● **What the task asks**
Please write out exactly the lines of the data below from the line holding "cal.install(slot, EventRecord::idle(slot as" through the line holding "cal.install(0, EventRecord::new(4.0, EventKind::Boundary", and leave out the rest.

---------- Entries supplied ----------

use crate::core::event::{EventKind, EventRecord};
use crate::core::particle::ParticleId;
use crate::error::{Error, Result};
use smallvec::SmallVec;
use std::cmp::Reverse;
use std::collections::BinaryHeap;

/// Lifecycle of a slot's current record.
///
/// `Predicted -> Stale -> Predicted -> ... -> Fired`; `Fired` is terminal
/// for that record instance and is immediately followed by a fresh install.
#[derive(Debug, Clone, Copy, PartialEq, Eq)]
pub enum RecordState {
    Predicted,
    Stale,
    Fired,
}

#[derive(Debug)]
struct Slot {
    record: EventRecord,
    state: RecordState,
    /// Bumped on every install; heap keys carrying an older value are
    /// superseded and discarded lazily on extraction.
    seq: u64,
}

/// Heap key ordering: the record's own total order (time, lowest id, kind
/// priority), then slot and sequence for a stable total order.
#[derive(Debug, Clone, Copy, PartialEq, Eq, PartialOrd, Ord)]
struct HeapKey {
    record: EventRecord,
    slot: usize,
    seq: u64,
}

/// The event calendar: one outstanding record per participant, plus a
/// pseudo-participant slot for system events, over a minimum-time heap.
///
/// Slots are a dense array indexed by participant id (O(1) lookup); the
/// heap gives amortized-log extraction. Replacing a slot's record bumps its
/// sequence number instead of searching the heap; stale keys fall out when
/// they surface.
///
/// Invariant: once initially scheduled, every slot holds exactly one
/// outstanding record at all times, except inside the atomic fire/reinstall
/// window of the driver's step.
#[derive(Debug)]
pub struct Calendar {
    slots: Vec<Option<Slot>>,
    heap: BinaryHeap<Reverse<HeapKey>>,
    /// For each participant id, the slots whose records snapshot its
    /// generation as a partner. Kept in lockstep with installs so the
    /// driver can eagerly recompute every dependent prediction.
    dependents: Vec<SmallVec<[usize; 4]>>,
}

impl Calendar {
    /// A calendar for `n_particles` particles plus the system pseudo-slot.
    pub fn new(n_particles: usize) -> Self {
        let mut slots = Vec::with_capacity(n_particles + 1);
        slots.resize_with(n_particles + 1, || None);
        Self {
            slots,
            heap: BinaryHeap::new(),
            dependents: vec![SmallVec::new(); n_particles + 1],
        }
    }

    /// Index of the system pseudo-participant slot.
    #[inline]
    pub fn system_slot(&self) -> usize {
        self.slots.len() - 1
    }

    /// Number of slots (particles + the system pseudo-slot).
    #[inline]
    pub fn len(&self) -> usize {
        self.slots.len()
    }

    #[inline]
    pub fn is_empty(&self) -> bool {
        self.slots.is_empty()
    }

    /// Install a fresh record for `slot`, replacing (and superseding) any
    /// previous one. The slot becomes `Predicted`.
    pub fn install(&mut self, slot: usize, record: EventRecord) -> Result<()> {
        if slot >= self.slots.len() {
            return Err(Error::InvariantViolation(format!(
                "install into unknown slot {slot}"
            )));
        }

        // Retire the old record's partner edge before adding the new one.
        if let Some(old) = &self.slots[slot] {
            if let Some(partner) = partner_of(slot, &old.record.kind) {
                self.remove_dependent(partner, slot);
            }
        }
        if let Some(partner) = partner_of(slot, &record.kind) {
            if partner as usize >= self.dependents.len() {
                return Err(Error::InvariantViolation(format!(
                    "record in slot {slot} references unknown participant {partner}"
                )));
            }
            self.dependents[partner as usize].push(slot);
        }

        let seq = self.slots[slot].as_ref().map_or(0, |s| s.seq + 1);
        self.heap.push(Reverse(HeapKey { record, slot, seq }));
        self.slots[slot] = Some(Slot {
            record,
            state: RecordState::Predicted,
            seq,
        });
        Ok(())
    }

    /// Mark a slot's record stale without recomputing. The caller is
    /// expected to follow up with an eager [`Calendar::install`]; a stale
    /// record surfacing at extraction is an invariant violation.
    pub fn mark_stale(&mut self, slot: usize) -> Result<()> {
        match self.slots.get_mut(slot) {
            Some(Some(s)) => {
                s.state = RecordState::Stale;
                Ok(())
            }
            _ => Err(Error::InvariantViolation(format!(
                "no record to invalidate in slot {slot}"
            ))),
        }
    }

    /// Transition a slot's record to `Fired` ahead of its replacement,
    /// returning the fired record.
    pub fn fire(&mut self, slot: usize) -> Result<EventRecord> {
        match self.slots.get_mut(slot) {
            Some(Some(s)) if s.state == RecordState::Predicted => {
                s.state = RecordState::Fired;
                Ok(s.record)
            }
            Some(Some(s)) => Err(Error::InvariantViolation(format!(
                "firing slot {slot} in state {:?}",
                s.state
            ))),
            _ => Err(Error::InvariantViolation(format!(
                "firing empty slot {slot}"
            ))),
        }
    }

    /// The record with minimum (time, participant id, kind priority) and
    /// the slot that owns it, without removing it. Discards superseded heap
    /// keys on the way; `None` only for a calendar with no records at all.
    pub fn peek_min(&mut self) -> Result<Option<(usize, EventRecord)>> {
        while let Some(Reverse(key)) = self.heap.peek().copied() {
            let slot = self.slots.get(key.slot).and_then(|s| s.as_ref()).ok_or_else(|| {
                Error::InvariantViolation(format!("heap key references empty slot {}", key.slot))
            })?;
            if slot.seq != key.seq {
                // Superseded by a later install.
                self.heap.pop();
                continue;
            }
            match slot.state {
                RecordState::Predicted => return Ok(Some((key.slot, slot.record))),
                RecordState::Stale => {
                    return Err(Error::InvariantViolation(format!(
                        "stale record reached the head of the calendar (slot {})",
                        key.slot
                    )))
                }
                RecordState::Fired => {
                    // Fired without reinstall: the slot lost its record.
                    return Err(Error::InvariantViolation(format!(
                        "fired record still heads the calendar (slot {})",
                        key.slot
                    )));
                }
            }
        }
        if self.slots.iter().any(|s| s.is_some()) {
            return Err(Error::InvariantViolation(
                "calendar heap exhausted while records remain".into(),
            ));
        }
        Ok(None)
    }

    /// Current record for a slot, if one was ever installed.
    pub fn record(&self, slot: usize) -> Option<&EventRecord> {
        self.slots.get(slot).and_then(|s| s.as_ref()).map(|s| &s.record)
    }

    /// State of a slot's current record.
    pub fn state(&self, slot: usize) -> Option<RecordState> {
        self.slots.get(slot).and_then(|s| s.as_ref()).map(|s| s.state)
    }

    /// Slots whose records depend on participant `id` as a partner.
    pub fn dependents_of(&self, id: ParticleId) -> &[usize] {
        self.dependents
            .get(id as usize)
            .map(|d| d.as_slice())
            .unwrap_or(&[])
    }

    /// Number of outstanding (`Predicted`) records.
    pub fn outstanding(&self) -> usize {
        self.slots
            .iter()
            .flatten()
            .filter(|s| s.state == RecordState::Predicted)
            .count()
    }

    /// Verify the one-outstanding-record-per-slot invariant.
    pub fn check_integrity(&self) -> Result<()> {
        for (i, slot) in self.slots.iter().enumerate() {
            match slot {
                None => {
                    return Err(Error::InvariantViolation(format!(
                        "slot {i} has no record"
                    )))
                }
                Some(s) if s.state != RecordState::Predicted => {
                    return Err(Error::InvariantViolation(format!(
                        "slot {i} is {:?} outside the update window",
                        s.state
                    )))
                }
                Some(_) => {}
            }
        }
        Ok(())
    }

    fn remove_dependent(&mut self, id: ParticleId, slot: usize) {
        if let Some(deps) = self.dependents.get_mut(id as usize) {
            if let Some(pos) = deps.iter().position(|&s| s == slot) {
                deps.swap_remove(pos);
            }
        }
    }
}

/// The partner id a slot's record depends on, when the record names a
/// participant other than the slot's owner.
fn partner_of(slot: usize, kind: &EventKind) -> Option<ParticleId> {
    match *kind {
        EventKind::Pair { i, j } => {
            if slot == i as usize {
                Some(j)
            } else {
                Some(i)
            }
        }
        EventKind::Boundary { .. } | EventKind::System { .. } | EventKind::Idle { .. } => None,
    }
}

#[cfg(test)]
mod tests {
    use super::*;

    fn pair(i: ParticleId, j: ParticleId, t: f64) -> EventRecord {
        EventRecord::new(t, EventKind::Pair { i, j }, 0, Some(0)).unwrap()
    }

    fn wall(i: ParticleId, t: f64) -> EventRecord {
        EventRecord::new(t, EventKind::Boundary { i, wall: 0 }, 0, None).unwrap()
    }

    fn idle_all(cal: &mut Calendar) {
        for slot in 0..cal.len() {
            cal.install(slot, EventRecord::idle(slot as ParticleId, 0))
                .unwrap();
        }
    }

    #[test]
    fn minimum_is_earliest_installed_record() -> Result<()> {
        let mut cal = Calendar::new(3);
        idle_all(&mut cal);
        cal.install(0, pair(0, 1, 5.0))?;
        cal.install(1, pair(1, 2, 3.0))?;
        cal.install(2, pair(2, 0, 8.0))?;

        let (slot, rec) = cal.peek_min()?.expect("records exist");
        assert_eq!(slot, 1);
        assert_eq!(rec.time_f64(), 3.0);
        Ok(())
    }

    #[test]
    fn reinstall_supersedes_old_heap_keys() -> Result<()> {
        let mut cal = Calendar::new(2);
        idle_all(&mut cal);
        cal.install(0, pair(0, 1, 1.0))?;
        cal.install(0, pair(0, 1, 9.0))?;
        cal.install(1, pair(1, 0, 4.0))?;

        // The t = 1 key is dead; slot 1 now owns the minimum.
        let (slot, rec) = cal.peek_min()?.expect("records exist");
        assert_eq!(slot, 1);
        assert_eq!(rec.time_f64(), 4.0);
        Ok(())
    }

    #[test]
    fn equal_times_break_ties_deterministically() -> Result<()> {
        let mut cal = Calendar::new(3);
        idle_all(&mut cal);
        cal.install(2, pair(2, 1, 4.0))?;
        cal.install(0, EventRecord::new(4.0, EventKind::Boundary { i: 0, wall: 2 }, 0, None)?)?;

        // Lower participant id wins at equal time, regardless of kind.
        let (slot, _) = cal.peek_min()?.expect("records exist");
        assert_eq!(slot, 0);
        Ok(())
    }

    #[test]
    fn idle_sentinel_is_schedulable_but_never_beats_finite() -> Result<()> {
        let mut cal = Calendar::new(2);
        idle_all(&mut cal);
        cal.install(1, pair(1, 0, 1e9))?;

        let (slot, rec) = cal.peek_min()?.expect("records exist");
        assert_eq!(slot, 1);
        assert!(rec.time_f64().is_finite());

        // With only sentinels left, the minimum is an infinite record.
        cal.install(1, EventRecord::idle(1, 1))?;
        let (_, rec) = cal.peek_min()?.expect("sentinels are records");
        assert!(rec.time_f64().is_infinite());
        Ok(())
    }

    #[test]
    fn stale_at_head_is_a_fault() -> Result<()> {
        let mut cal = Calendar::new(1);
        idle_all(&mut cal);
        cal.install(0, wall(0, 2.0))?;
        cal.mark_stale(0)?;
        assert!(cal.peek_min().is_err());
        Ok(())
    }

    #[test]
    fn fire_requires_a_predicted_record() -> Result<()> {
        let mut cal = Calendar::new(1);
        idle_all(&mut cal);
        cal.install(0, wall(0, 2.0))?;
        let fired = cal.fire(0)?;
        assert_eq!(fired.time_f64(), 2.0);
        // Double fire is a fault.
        assert!(cal.fire(0).is_err());
        Ok(())
    }

    #[test]
    fn dependency_edges_follow_installs() -> Result<()> {
        let mut cal = Calendar::new(3);
        idle_all(&mut cal);
        cal.install(0, pair(0, 2, 5.0))?;
        assert_eq!(cal.dependents_of(2), &[0]);

        // Repointing slot 0 at a new partner retires the old edge.
        cal.install(0, pair(0, 1, 6.0))?;
        assert_eq!(cal.dependents_of(2), &[] as &[usize]);
        assert_eq!(cal.dependents_of(1), &[0]);
        Ok(())
    }

    #[test]
    fn integrity_counts_one_record_per_slot() -> Result<()> {
        let mut cal = Calendar::new(2);
        assert!(cal.check_integrity().is_err());
        idle_all(&mut cal);
        cal.check_integrity()?;
        assert_eq!(cal.outstanding(), 3); // 2 particles + system slot

        cal.fire(0)?;
        assert!(cal.check_integrity().is_err());
        cal.install(0, pair(0, 1, 7.0))?;
        cal.check_integrity()?;
        Ok(())
    }
}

----------

● **The completed task**
            cal.install(slot, EventRecord::idle(slot as ParticleId, 0))
                .unwrap();
        }
    }

    #[test]
    fn minimum_is_earliest_installed_record() -> Result<()> {
        let mut cal = Calendar::new(3);
        idle_all(&mut cal);
        cal.install(0, pair(0, 1, 5.0))?;
        cal.install(1, pair(1, 2, 3.0))?;
        cal.install(2, pair(2, 0, 8.0))?;

        let (slot, rec) = cal.peek_min()?.expect("records exist");
        assert_eq!(slot, 1);
        assert_eq!(rec.time_f64(), 3.0);
        Ok(())
    }

    #[test]
    fn reinstall_supersedes_old_heap_keys() -> Result<()> {
        let mut cal = Calendar::new(2);
        idle_all(&mut cal);
        cal.install(0, pair(0, 1, 1.0))?;
        cal.install(0, pair(0, 1, 9.0))?;
        cal.install(1, pair(1, 0, 4.0))?;

        // The t = 1 key is dead; slot 1 now owns the minimum.
        let (slot, rec) = cal.peek_min()?.expect("records exist");
        assert_eq!(slot, 1);
        assert_eq!(rec.time_f64(), 4.0);
        Ok(())
    }

    #[test]
    fn equal_times_break_ties_deterministically() -> Result<()> {
        let mut cal = Calendar::new(3);
        idle_all(&mut cal);
        cal.install(2, pair(2, 1, 4.0))?;
        cal.install(0, EventRecord::new(4.0, EventKind::Boundary { i: 0, wall: 2 }, 0, None)?)?;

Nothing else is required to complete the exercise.